Mastering these challenges is made possible by the interplay between the choice of the right cooling system and the correct design, tailored to the specific application, as well as the suitable control of the battery by the battery management system, which also controls the charging and discharging currents with regard to thermal development.
This study contributes to a better understanding of cooling systems in power tool battery packs. It helps to select a cooling material that fits our requirements exactly and thus supplies a solution tailored to our performance requirements. This makes it possible to find an optimal compromise between high performance, safety, user-friendliness through having a short charging time, and longevity with regard to cell aging. In particular, short charging times are addressed. By comparing different cooling materials with a phase change material, the behavior of the materials in battery cooling systems can be better understood. Our application-oriented simulation in the use/charge cycle allows for insight into the effects of the cooling material used at different typical loads (discharging, loads, etc.). This study also provides an example of how simulation methods can be used to play through the complex interaction of the cooling system, load sequence, and safety and ageing requirements as well as how they can identify adjusting screws for the targeted optimization of the system.

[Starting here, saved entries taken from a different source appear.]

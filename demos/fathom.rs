use std::error::Error;

use clap::Parser;
use shakmaty::{fen::Fen, CastlingMode, Chess};
use syzygy_probe::{PositionDescriptor, ProbeResult, Tablebase};

#[derive(Debug, Parser)]
struct Opt {
    /// Tablebase directories, separated like PATH
    #[arg(long, default_value = "")]
    path: String,
    /// Also lists the result of every legal move
    #[arg(long)]
    alternatives: bool,
    /// Ranks root moves with WDL tables only
    #[arg(long)]
    wdl_only: bool,
    /// The position to probe
    fen: String,
}

fn describe(res: ProbeResult) -> String {
    match res.outcome() {
        None => "failed".to_owned(),
        Some(outcome) if res.from() == res.to() => format!("{outcome}"),
        Some(outcome) => format!(
            "{} {} with dtz {}{}",
            outcome,
            uci(res),
            res.dtz(),
            if res.is_en_passant() { " (en passant)" } else { "" }
        ),
    }
}

fn uci(res: ProbeResult) -> String {
    match res.promotion().role() {
        Some(role) => format!("{}{}{}", res.from(), res.to(), role.char()),
        None => format!("{}{}", res.from(), res.to()),
    }
}

fn main() -> Result<(), Box<dyn Error>> {
    let opt = Opt::parse();

    let tables = Tablebase::initialize(&opt.path)?;
    let pos: Chess = opt
        .fen
        .parse::<Fen>()?
        .into_position(CastlingMode::Standard)?;
    let desc = PositionDescriptor::from_position(&pos);

    println!("pieces: {} (max {})", desc.piece_count(), tables.max_pieces());
    println!("wdl: {}", describe(tables.probe_wdl(&desc)));

    let mut alternatives = Vec::new();
    let res = tables.probe_root(&desc, opt.alternatives.then_some(&mut alternatives));
    if res == ProbeResult::CHECKMATE {
        println!("root: checkmate");
    } else if res == ProbeResult::STALEMATE {
        println!("root: stalemate");
    } else {
        println!("root: {}", describe(res));
    }
    for alt in &alternatives {
        println!("  {}", describe(*alt));
    }

    let mut ranked = Vec::new();
    let ok = if opt.wdl_only {
        tables.probe_root_wdl(&desc, true, &mut ranked)
    } else {
        tables.probe_root_dtz(&desc, false, true, &mut ranked)
    };
    if ok {
        for m in &ranked {
            println!("{:>6} {:>8} {}", m.score, m.rank, m.mv);
        }
    } else {
        println!("ranking failed");
    }

    tables.uninitialize();
    Ok(())
}
use std::{error::Error, fmt, io, path::PathBuf};

use shakmaty::{Chess, PositionError};
use shakmaty_syzygy::SyzygyError;

/// Error when opening tablebase directories.
#[derive(Debug)]
pub enum InitError {
    /// A component of the search path could not be listed.
    Read {
        #[allow(missing_docs)]
        path: PathBuf,
        #[allow(missing_docs)]
        error: io::Error,
    },
}

impl fmt::Display for InitError {
    fn fmt(&self, f: &mut fmt::Formatter<'_>) -> fmt::Result {
        match self {
            InitError::Read { path, error } => {
                write!(f, "could not read tablebase directory {}: {error}", path.display())
            }
        }
    }
}

impl Error for InitError {
    fn source(&self) -> Option<&(dyn Error + 'static)> {
        match self {
            InitError::Read { error, .. } => Some(error),
        }
    }
}

/// Error when a raw value received from a probe engine does not decode.
#[derive(Debug, Clone, Eq, PartialEq)]
pub struct InvalidBits {
    pub(crate) bits: u32,
}

impl InvalidBits {
    /// The offending raw value.
    pub fn bits(&self) -> u32 {
        self.bits
    }
}

impl fmt::Display for InvalidBits {
    fn fmt(&self, f: &mut fmt::Formatter<'_>) -> fmt::Result {
        write!(f, "invalid packed tablebase value: {:#x}", self.bits)
    }
}

impl Error for InvalidBits {}

/// Error when a [`PositionDescriptor`](crate::PositionDescriptor) does not
/// describe a legal chess position.
#[derive(Debug)]
pub enum DescriptorError {
    /// Bitboards do not describe a consistent board, or the en passant
    /// square is out of range.
    Bitboards,
    /// Bitboards describe a board, but not a legal position.
    Position(Box<PositionError<Chess>>),
}

impl fmt::Display for DescriptorError {
    fn fmt(&self, f: &mut fmt::Formatter<'_>) -> fmt::Result {
        match self {
            DescriptorError::Bitboards => f.write_str("inconsistent bitboards"),
            DescriptorError::Position(error) => write!(f, "illegal position: {error}"),
        }
    }
}

impl Error for DescriptorError {
    fn source(&self) -> Option<&(dyn Error + 'static)> {
        match self {
            DescriptorError::Bitboards => None,
            DescriptorError::Position(error) => Some(error.as_ref()),
        }
    }
}

impl From<PositionError<Chess>> for DescriptorError {
    fn from(error: PositionError<Chess>) -> DescriptorError {
        DescriptorError::Position(Box::new(error))
    }
}

/// Reason a [`SyzygyEngine`](crate::SyzygyEngine) probe failed.
///
/// Never leaves the engine: at the [`ProbeEngine`](crate::ProbeEngine)
/// boundary it becomes the failure sentinel, after being logged.
#[derive(Debug)]
pub(crate) enum EngineError {
    /// Position has castling rights. Tables do not contain such positions.
    Castling,
    /// Half-move clock is not zero, but the probe requires a position right
    /// after a zeroing move.
    HalfmoveClock { halfmoves: u32 },
    Descriptor(DescriptorError),
    /// The table reader failed.
    Syzygy(SyzygyError),
    /// No move achieves the reported value.
    NoBestMove,
    /// Move without an origin square.
    UnsupportedMove,
}

impl fmt::Display for EngineError {
    fn fmt(&self, f: &mut fmt::Formatter<'_>) -> fmt::Result {
        match self {
            EngineError::Castling => f.write_str("position has castling rights"),
            EngineError::HalfmoveClock { halfmoves } => {
                write!(f, "wdl probe requires halfmove clock 0, got {halfmoves}")
            }
            EngineError::Descriptor(error) => error.fmt(f),
            EngineError::Syzygy(error) => error.fmt(f),
            EngineError::NoBestMove => f.write_str("no move preserves the tablebase value"),
            EngineError::UnsupportedMove => f.write_str("move has no origin square"),
        }
    }
}

impl Error for EngineError {
    fn source(&self) -> Option<&(dyn Error + 'static)> {
        match self {
            EngineError::Descriptor(error) => Some(error),
            EngineError::Syzygy(error) => Some(error),
            _ => None,
        }
    }
}

impl From<SyzygyError> for EngineError {
    fn from(error: SyzygyError) -> EngineError {
        EngineError::Syzygy(error)
    }
}

impl From<DescriptorError> for EngineError {
    fn from(error: DescriptorError) -> EngineError {
        EngineError::Descriptor(error)
    }
}

pub(crate) type EngineResult<T> = Result<T, EngineError>;
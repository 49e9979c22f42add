// This file is part of the syzygy-probe library.
// Copyright (C) 2026 The syzygy-probe developers
//
// This program is free software: you can redistribute it and/or modify
// it under the terms of the GNU General Public License as published by
// the Free Software Foundation, either version 3 of the License, or
// (at your option) any later version.
//
// This program is distributed in the hope that it will be useful,
// but WITHOUT ANY WARRANTY; without even the implied warranty of
// MERCHANTABILITY or FITNESS FOR A PARTICULAR PURPOSE. See the
// GNU General Public License for more details.
//
// You should have received a copy of the GNU General Public License
// along with this program. If not, see <http://www.gnu.org/licenses/>.

use std::{
    env, fmt,
    hash::{Hash as _, Hasher as _},
    io,
    path::Path,
};

use arrayvec::ArrayVec;
use rustc_hash::FxHasher;
use shakmaty::{Chess, Move, Position as _};
use shakmaty_syzygy::Tablebase as Tables;
use tracing::{debug, info};

use crate::{
    engine::{ProbeEngine, RawResults, RawRootMove, RawRootMoves, RESULT_FAILED},
    errors::{EngineError, EngineResult, InitError},
    moves::CompactMove,
    position::PositionDescriptor,
    ranking,
    result::ProbeResult,
    types::{Outcome, MAX_MOVES},
};

/// A [`ProbeEngine`] reading Syzygy tables with `shakmaty-syzygy`.
///
/// Tables are opened lazily on first probe. All probes take `&self` and may
/// run concurrently.
pub struct SyzygyEngine {
    tables: Tables<Chess>,
}

impl Default for SyzygyEngine {
    fn default() -> SyzygyEngine {
        SyzygyEngine::new()
    }
}

impl fmt::Debug for SyzygyEngine {
    fn fmt(&self, f: &mut fmt::Formatter<'_>) -> fmt::Result {
        f.debug_struct("SyzygyEngine")
            .field("max_pieces", &self.tables.max_pieces())
            .finish_non_exhaustive()
    }
}

impl SyzygyEngine {
    /// Creates an engine without any tables.
    pub fn new() -> SyzygyEngine {
        SyzygyEngine {
            tables: Tables::new(),
        }
    }

    /// Creates an engine that memory maps table files.
    ///
    /// # Safety
    ///
    /// Table files must not be modified or truncated while the engine is
    /// alive.
    #[cfg(feature = "mmap")]
    pub unsafe fn with_mmap_filesystem() -> SyzygyEngine {
        SyzygyEngine {
            tables: unsafe { Tables::with_mmap_filesystem() },
        }
    }

    /// Adds all tables in a directory. Returns the number of tables added.
    ///
    /// # Errors
    ///
    /// Errors if the directory cannot be listed.
    pub fn add_directory<P: AsRef<Path>>(&mut self, path: P) -> io::Result<usize> {
        self.tables.add_directory(path)
    }

    /// Adds all tables in each directory of a search path, separated like
    /// `PATH` on the current platform. Empty components and `<empty>` are
    /// skipped. Returns the total number of tables added.
    ///
    /// # Errors
    ///
    /// Stops at the first directory that cannot be listed.
    pub fn add_path(&mut self, path: &str) -> Result<usize, InitError> {
        let mut total = 0;
        for dir in env::split_paths(path) {
            if dir.as_os_str().is_empty() || dir == Path::new("<empty>") {
                continue;
            }
            let added = self
                .add_directory(&dir)
                .map_err(|error| InitError::Read {
                    path: dir.clone(),
                    error,
                })?;
            info!(path = %dir.display(), tables = added, "added tablebase directory");
            total += added;
        }
        Ok(total)
    }

    fn position(&self, desc: &PositionDescriptor) -> EngineResult<Chess> {
        if !desc.castling.is_empty() {
            return Err(EngineError::Castling);
        }
        Ok(desc.to_chess()?)
    }

    fn wdl_after_zeroing(&self, pos: &Chess) -> EngineResult<Outcome> {
        Ok(Outcome::from(self.tables.probe_wdl_after_zeroing(pos)?))
    }

    fn dtz(&self, pos: &Chess) -> EngineResult<i32> {
        Ok(self.tables.probe_dtz(pos)?.ignore_rounding().0)
    }

    /// DTZ of the root after a move, counted from the root.
    fn dtz_after(&self, after: &Chess, zeroing: bool) -> EngineResult<i32> {
        if after.is_checkmate() {
            return Ok(1);
        }
        if zeroing {
            Ok(ranking::dtz_before_zeroing(-self.wdl_after_zeroing(after)?))
        } else {
            Ok(ranking::dtz_before_move(self.dtz(after)?))
        }
    }

    fn try_probe_wdl(&self, desc: &PositionDescriptor) -> EngineResult<ProbeResult> {
        if desc.rule50 != 0 {
            return Err(EngineError::HalfmoveClock {
                halfmoves: desc.rule50,
            });
        }
        let pos = self.position(desc)?;
        Ok(ProbeResult::from_outcome(self.wdl_after_zeroing(&pos)?))
    }

    fn try_probe_root(
        &self,
        desc: &PositionDescriptor,
        results: Option<&mut RawResults>,
    ) -> EngineResult<ProbeResult> {
        let pos = self.position(desc)?;
        let moves = pos.legal_moves();

        let mut scored: ArrayVec<(&Move, i32), MAX_MOVES> = ArrayVec::new();
        let dtz = if moves.is_empty() {
            0
        } else {
            let dtz = self.dtz(&pos)?;
            for m in &moves {
                let mut after = pos.clone();
                after.play_unchecked(m);
                scored.push((m, self.dtz_after(&after, m.is_zeroing())?));
            }
            dtz
        };

        if let Some(results) = results {
            results.clear();
            for &(m, v) in &scored {
                results.push(root_result(desc.rule50, m, v)?.bits());
            }
            let _ = results.try_push(RESULT_FAILED);
        }

        if moves.is_empty() {
            return Ok(if pos.is_checkmate() {
                ProbeResult::CHECKMATE
            } else {
                ProbeResult::STALEMATE
            });
        }

        let values: ArrayVec<i32, MAX_MOVES> = scored.iter().map(|&(_, v)| v).collect();
        let mut hasher = FxHasher::default();
        desc.hash(&mut hasher);
        let &(m, _) = select_best(dtz, &values, hasher.finish())
            .and_then(|i| scored.get(i))
            .ok_or(EngineError::NoBestMove)?;
        root_result(desc.rule50, m, dtz)
    }

    fn try_probe_root_dtz(
        &self,
        desc: &PositionDescriptor,
        has_repeated: bool,
        use_rule50: bool,
        out: &mut RawRootMoves,
    ) -> EngineResult<()> {
        let pos = self.position(desc)?;
        out.clear();
        for m in &pos.legal_moves() {
            let mut after = pos.clone();
            after.play_unchecked(m);
            let v = self.dtz_after(&after, m.is_zeroing())?;
            let rank = ranking::dtz_rank(v, desc.rule50, has_repeated);
            out.push(root_move(m, rank, ranking::dtz_score(rank, use_rule50))?);
        }
        ranking::sort_by_rank(out, |m| m.rank);
        Ok(())
    }

    fn try_probe_root_wdl(
        &self,
        desc: &PositionDescriptor,
        use_rule50: bool,
        out: &mut RawRootMoves,
    ) -> EngineResult<()> {
        let pos = self.position(desc)?;
        out.clear();
        for m in &pos.legal_moves() {
            let mut after = pos.clone();
            after.play_unchecked(m);
            let outcome = ranking::wdl_outcome(-self.wdl_after_zeroing(&after)?, use_rule50);
            out.push(root_move(m, ranking::wdl_rank(outcome), ranking::wdl_score(outcome))?);
        }
        ranking::sort_by_rank(out, |m| m.rank);
        Ok(())
    }
}

/// Index of the move to suggest at the root, given the DTZ of the root and
/// the DTZ from the root of each move.
///
/// Takes the fastest win or the slowest loss. In a drawn root, `seed` picks
/// one of the drawing moves.
fn select_best(dtz: i32, values: &[i32], seed: u64) -> Option<usize> {
    let candidates = values.iter().copied().enumerate();
    if dtz > 0 {
        candidates
            .filter(|&(_, v)| v > 0)
            .min_by_key(|&(_, v)| v)
            .map(|(i, _)| i)
    } else if dtz < 0 {
        candidates
            .filter(|&(_, v)| v < 0)
            .min_by_key(|&(_, v)| v)
            .map(|(i, _)| i)
    } else {
        let draws = values.iter().filter(|&&v| v == 0).count() as u64;
        if draws == 0 {
            return None;
        }
        candidates
            .filter(|&(_, v)| v == 0)
            .nth((seed % draws) as usize)
            .map(|(i, _)| i)
    }
}

/// Result for a move with the given DTZ from the root.
fn root_result(rule50: u32, m: &Move, dtz: i32) -> EngineResult<ProbeResult> {
    let compact = CompactMove::from_move(m).ok_or(EngineError::UnsupportedMove)?;
    Ok(ProbeResult::from_outcome(ranking::dtz_to_outcome(rule50, dtz))
        .with_from(compact.from())
        .with_to(compact.to())
        .with_promotion(compact.promotion())
        .with_ep(m.is_en_passant())
        .with_dtz(dtz.unsigned_abs()))
}

fn root_move(m: &Move, rank: i32, score: i32) -> EngineResult<RawRootMove> {
    let mv = CompactMove::from_move(m)
        .ok_or(EngineError::UnsupportedMove)?
        .bits();
    Ok(RawRootMove {
        mv,
        pv: vec![mv],
        score,
        rank,
    })
}

impl ProbeEngine for SyzygyEngine {
    fn max_pieces(&self) -> usize {
        self.tables.max_pieces()
    }

    fn probe_wdl(&self, pos: &PositionDescriptor) -> u32 {
        match self.try_probe_wdl(pos) {
            Ok(res) => res.bits(),
            Err(error) => {
                debug!(%error, "wdl probe failed");
                RESULT_FAILED
            }
        }
    }

    fn probe_root(&self, pos: &PositionDescriptor, results: Option<&mut RawResults>) -> u32 {
        match self.try_probe_root(pos, results) {
            Ok(res) => res.bits(),
            Err(error) => {
                debug!(%error, "root probe failed");
                RESULT_FAILED
            }
        }
    }

    fn probe_root_dtz(
        &self,
        pos: &PositionDescriptor,
        has_repeated: bool,
        use_rule50: bool,
        moves: &mut RawRootMoves,
    ) -> bool {
        match self.try_probe_root_dtz(pos, has_repeated, use_rule50, moves) {
            Ok(()) => true,
            Err(error) => {
                debug!(%error, "dtz root ranking failed");
                false
            }
        }
    }

    fn probe_root_wdl(
        &self,
        pos: &PositionDescriptor,
        use_rule50: bool,
        moves: &mut RawRootMoves,
    ) -> bool {
        match self.try_probe_root_wdl(pos, use_rule50, moves) {
            Ok(()) => true,
            Err(error) => {
                debug!(%error, "wdl root ranking failed");
                false
            }
        }
    }
}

In most power tool battery packs used in handheld power tools, cooling is achieved by passive cooling systems. This study uses a Comsol battery and heat transfer simulation to evaluate three different materials that are in use in the passive cooling systems of battery packs. The performance of three different cooling materials—two heat-conductive polymers, one phase change material, and non-convective air as reference—are compared at typical working conditions (at 25 °C, with a low wind speed) in a material sweep study. To get further insights into their performance under other climatic conditions, an additional simulation study on the influence of the external temperature and wind speed was performed (a parameter sweep study).
The special focus of this study was on shortening the use/charge cycle (Figure 1). This cycle resembles the typical use scenario of a power tool battery pack, e.g., used by a professional craftsman working with a power tool at a construction site over several hours. It consists of intensive use (A), cool-down phase I (B), charging (C), and cool-down phase II (D). To prevent accelerated aging during charging, the maximum charging temperature is limited to 50 °C (as per the recommendation of the cell’s manufacturer), and therefore charging is implemented in a temperature window of 46 °C (the charging start temperature) and 50 °C (the charging stop temperature).
A long us phase, which is mainly limited by the pack energy density and size, is favorable for customers. However, cool down and charging phases B and C have to be as short as possible to guarantee an interruption-free workflow with low downtimes for the pack. In particular, cool-down intervals during phases B and C limit the use of the pack. Along with guaranteeing safety by not reaching pack temperatures that are too high, it is the task of a good battery pack cooling system to minimize these downtimes.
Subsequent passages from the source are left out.